Re: [HACKERS] parallelize queries containing initplans

From: Robert Haas <robertmhaas(at)gmail(dot)com>
To: Kuntal Ghosh <kuntalghosh(dot)2007(at)gmail(dot)com>
Cc: Amit Kapila <amit(dot)kapila16(at)gmail(dot)com>, Tom Lane <tgl(at)sss(dot)pgh(dot)pa(dot)us>, Haribabu Kommi <kommi(dot)haribabu(at)gmail(dot)com>, pgsql-hackers <pgsql-hackers(at)postgresql(dot)org>
Subject: Re: [HACKERS] parallelize queries containing initplans
Date: 2017-11-16 17:14:42
Message-ID: CA+TgmoZLmoSF_8HVC6A2a2vE9efGm9BPDFfi7VFohHvuKGu4WQ@mail.gmail.com
Views: Raw Message | Whole Thread | Download mbox | Resend email
Thread:
Lists: pgsql-hackers

On Thu, Nov 16, 2017 at 5:23 AM, Kuntal Ghosh
<kuntalghosh(dot)2007(at)gmail(dot)com> wrote:
> I've tested the above-mentioned scenario with this patch and it is
> working fine. Also, I've created a text column named 'vartext',
> inserted some random length texts(max length 100) and tweaked the
> above query as follows:
> select ten,count(*) from tenk1 a where a.ten in (select
> b.ten from tenk1 b where (select a.vartext from tenk1 c where c.ten =
> a.ten limit 1) = b.vartext limit 1) group by a.ten;
> This query is equivalent to select ten,count(*) from tenk1 group by
> a.ten. It also produced the expected result without throwing any
> error.

Great! I have committed the patch; thanks for testing.
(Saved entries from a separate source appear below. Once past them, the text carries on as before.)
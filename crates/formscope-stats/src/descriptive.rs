/// Descriptive statistics summarizing a dataset.
///
/// This structure contains common measures of central tendency and dispersion
/// for a dataset of `f64` values.
#[derive(Debug, Clone)]
pub struct DescriptiveStats {
    /// Number of values in the dataset.
    pub count: usize,
    /// The minimum value in the dataset.
    pub min: f64,
    /// The maximum value in the dataset.
    pub max: f64,
    /// The arithmetic mean (average) of the dataset.
    pub mean: f64,
    /// The median value of the dataset.
    ///
    /// For an even number of values this is the mean of the two middle values.
    pub median: f64,
    /// The population variance of the dataset.
    pub variance: f64,
    /// The population standard deviation of the dataset.
    pub std_dev: f64,
}

impl DescriptiveStats {
    /// Computes descriptive statistics from unsorted values.
    ///
    /// This method will sort the values internally before computing statistics.
    ///
    /// # Returns
    ///
    /// * `Some(DescriptiveStats)` - if the dataset contains at least one value
    /// * `None` - if the dataset is empty
    ///
    /// # Examples
    ///
    /// ```
    /// # use formscope_stats::descriptive::DescriptiveStats;
    /// let values = [5.0, 2.0, 4.0, 1.0, 3.0];
    /// let stats = DescriptiveStats::new(values).unwrap();
    /// assert_eq!(stats.min, 1.0);
    /// assert_eq!(stats.max, 5.0);
    /// assert_eq!(stats.mean, 3.0);
    /// assert_eq!(stats.median, 3.0);
    /// ```
    #[must_use]
    pub fn new<I>(values: I) -> Option<Self>
    where
        I: IntoIterator<Item = f64>,
    {
        let mut values = values.into_iter().collect::<Vec<_>>();
        values.sort_by(f64::total_cmp);
        Self::from_sorted(&values)
    }

    /// Computes descriptive statistics from pre-sorted values.
    ///
    /// # Panics
    ///
    /// Panics if `sorted_values` is not sorted in ascending order.
    ///
    /// # Examples
    ///
    /// ```
    /// # use formscope_stats::descriptive::DescriptiveStats;
    /// let values = [1.0, 2.0, 3.0, 4.0];
    /// let stats = DescriptiveStats::from_sorted(&values).unwrap();
    /// assert_eq!(stats.median, 2.5);
    /// ```
    #[expect(clippy::cast_precision_loss)]
    #[must_use]
    pub fn from_sorted(sorted_values: &[f64]) -> Option<Self> {
        assert!(
            sorted_values.is_sorted_by(|a, b| a <= b),
            "values must be sorted in ascending order"
        );

        let min = *sorted_values.first()?;
        let max = *sorted_values.last()?;
        let median = median_of_sorted(sorted_values)?;
        let count = sorted_values.len();
        let n = count as f64;
        let mean = sorted_values.iter().sum::<f64>() / n;
        let variance = sorted_values
            .iter()
            .map(|v| (v - mean).powi(2))
            .sum::<f64>()
            / n;

        Some(Self {
            count,
            min,
            max,
            mean,
            median,
            variance,
            std_dev: variance.sqrt(),
        })
    }
}

/// Computes the median of unsorted values.
///
/// Returns `None` for an empty input. An even number of values yields the
/// mean of the two middle values.
///
/// # Examples
///
/// ```
/// # use formscope_stats::descriptive::median;
/// assert_eq!(median([3.0, -1.0, 2.0]), Some(2.0));
/// assert_eq!(median([4.0, 1.0, 3.0, 2.0]), Some(2.5));
/// assert_eq!(median(std::iter::empty()), None);
/// ```
#[must_use]
pub fn median<I>(values: I) -> Option<f64>
where
    I: IntoIterator<Item = f64>,
{
    let mut values = values.into_iter().collect::<Vec<_>>();
    values.sort_by(f64::total_cmp);
    median_of_sorted(&values)
}

/// Computes the median of values already sorted in ascending order.
///
/// # Panics
///
/// Panics in debug builds if `sorted_values` is not sorted.
#[must_use]
pub fn median_of_sorted(sorted_values: &[f64]) -> Option<f64> {
    debug_assert!(
        sorted_values.is_sorted_by(|a, b| a <= b),
        "values must be sorted in ascending order"
    );
    let len = sorted_values.len();
    if len == 0 {
        return None;
    }
    let mid = len / 2;
    if len % 2 == 1 {
        Some(sorted_values[mid])
    } else {
        Some(f64::midpoint(sorted_values[mid - 1], sorted_values[mid]))
    }
}
//! The DisBox client.

use log::debug;

use crate::api::{ApiClient, WebhookClient, webhook_id};
use crate::config::ClientConfig;
use crate::error::{DisboxError, Result};
use crate::http::HttpClient;
use crate::progress::{ProgressCallback, TransferProgress};

/// Client bound to one webhook.
///
/// Cheap to clone; clones share the HTTP connection pool and progress callback.
#[derive(Clone)]
pub struct DisboxClient {
    api: ApiClient,
    webhook: WebhookClient,
    webhook_id: String,
    config: ClientConfig,
    progress: Option<ProgressCallback>,
}

impl DisboxClient {
    /// Create a client for `webhook_url` with the default configuration.
    pub fn new(webhook_url: &str) -> Result<Self> {
        Self::with_config(webhook_url, ClientConfig::default())
    }

    /// Create a client for `webhook_url` with a custom configuration.
    ///
    /// The tenant key is derived from the URL exactly as given.
    pub fn with_config(webhook_url: &str, config: ClientConfig) -> Result<Self> {
        reqwest::Url::parse(webhook_url).map_err(|e| {
            DisboxError::InvalidArgument(format!("invalid webhook URL {:?}: {}", webhook_url, e))
        })?;

        let http = HttpClient::from_config(&config)?;
        let webhook_id = webhook_id(webhook_url);
        debug!("webhook id {}", webhook_id);

        Ok(Self {
            api: ApiClient::new(http.clone(), &config.server_url, &webhook_id),
            webhook: WebhookClient::new(http, webhook_url),
            webhook_id,
            config,
            progress: None,
        })
    }

    /// Tenant key used for all metadata queries.
    pub fn webhook_id(&self) -> &str {
        &self.webhook_id
    }

    pub fn config(&self) -> &ClientConfig {
        &self.config
    }

    /// Metadata server client.
    pub fn api(&self) -> &ApiClient {
        &self.api
    }

    /// Webhook client used to fetch chunks.
    pub fn webhook(&self) -> &WebhookClient {
        &self.webhook
    }

    /// Install a callback receiving progress after every written chunk.
    pub fn watch_status(&mut self, callback: ProgressCallback) {
        self.progress = Some(callback);
    }

    /// Remove the progress callback.
    pub fn clear_status(&mut self) {
        self.progress = None;
    }

    /// Report progress; `false` means the callback asked to cancel.
    pub(crate) fn report_progress(&self, progress: &TransferProgress) -> bool {
        match &self.progress {
            Some(callback) => callback(progress),
            None => true,
        }
    }
}

impl std::fmt::Debug for DisboxClient {
    fn fmt(&self, f: &mut std::fmt::Formatter<'_>) -> std::fmt::Result {
        f.debug_struct("DisboxClient")
            .field("webhook_id", &self.webhook_id)
            .field("config", &self.config)
            .field("progress", &self.progress.is_some())
            .finish()
    }
}
//! Metadata server client.

use log::debug;
use serde_json::Value;

use crate::error::{DisboxError, Result};
use crate::fs::DirectoryNode;
use crate::http::HttpClient;

/// Client for the metadata server that stores the directory index.
///
/// All requests are scoped by the tenant key (the webhook id).
#[derive(Debug, Clone)]
pub struct ApiClient {
    http: HttpClient,
    server_url: String,
    tenant: String,
}

impl ApiClient {
    pub fn new(http: HttpClient, server_url: &str, tenant: &str) -> Self {
        Self {
            http,
            server_url: server_url.trim_end_matches('/').to_string(),
            tenant: tenant.to_string(),
        }
    }

    pub fn server_url(&self) -> &str {
        &self.server_url
    }

    /// Fetch the tenant's whole tree and return the root's children.
    pub async fn get_tree(&self) -> Result<DirectoryNode> {
        let url = format!("{}/files/get/{}", self.server_url, self.tenant);
        let text = self.http.get_text(&url).await?;
        let response: Value = serde_json::from_str(&text)?;

        let children = response.get("children").ok_or_else(|| {
            DisboxError::MalformedResponse("tree root has no children".to_string())
        })?;

        let tree = DirectoryNode::from_json(children)?;
        debug!("fetched tree with {} root entries", tree.len());
        Ok(tree)
    }

    /// Merge `changes` into the metadata of file `file_id`.
    ///
    /// Any status other than 200 means the server rejected the field set.
    pub async fn update_file(&self, file_id: i64, changes: &Value) -> Result<()> {
        let url = format!(
            "{}/files/update/{}/{}",
            self.server_url, self.tenant, file_id
        );
        let response = self.http.post_json(&url, changes).await?;

        let status = response.status().as_u16();
        if status != 200 {
            return Err(DisboxError::RemoteUpdate(status));
        }
        Ok(())
    }
}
As I said in the commit message, there's a lot more work that could be
done here. I think we should consider trying to revise this whole
system so that instead of serializing the values and passing them to
the workers, we allocate an array of slots where each slot has a Datum
flag, an isnull flag, and a dsa_pointer (which maybe could be union'd
to the Datum?). If we're passing a parameter by value, we could just
store it in the Datum field; if it's null, we just set isnull. If
it's being passed by reference, we dsa_allocate() space for it, copy
it into that space, and then store the dsa_pointer.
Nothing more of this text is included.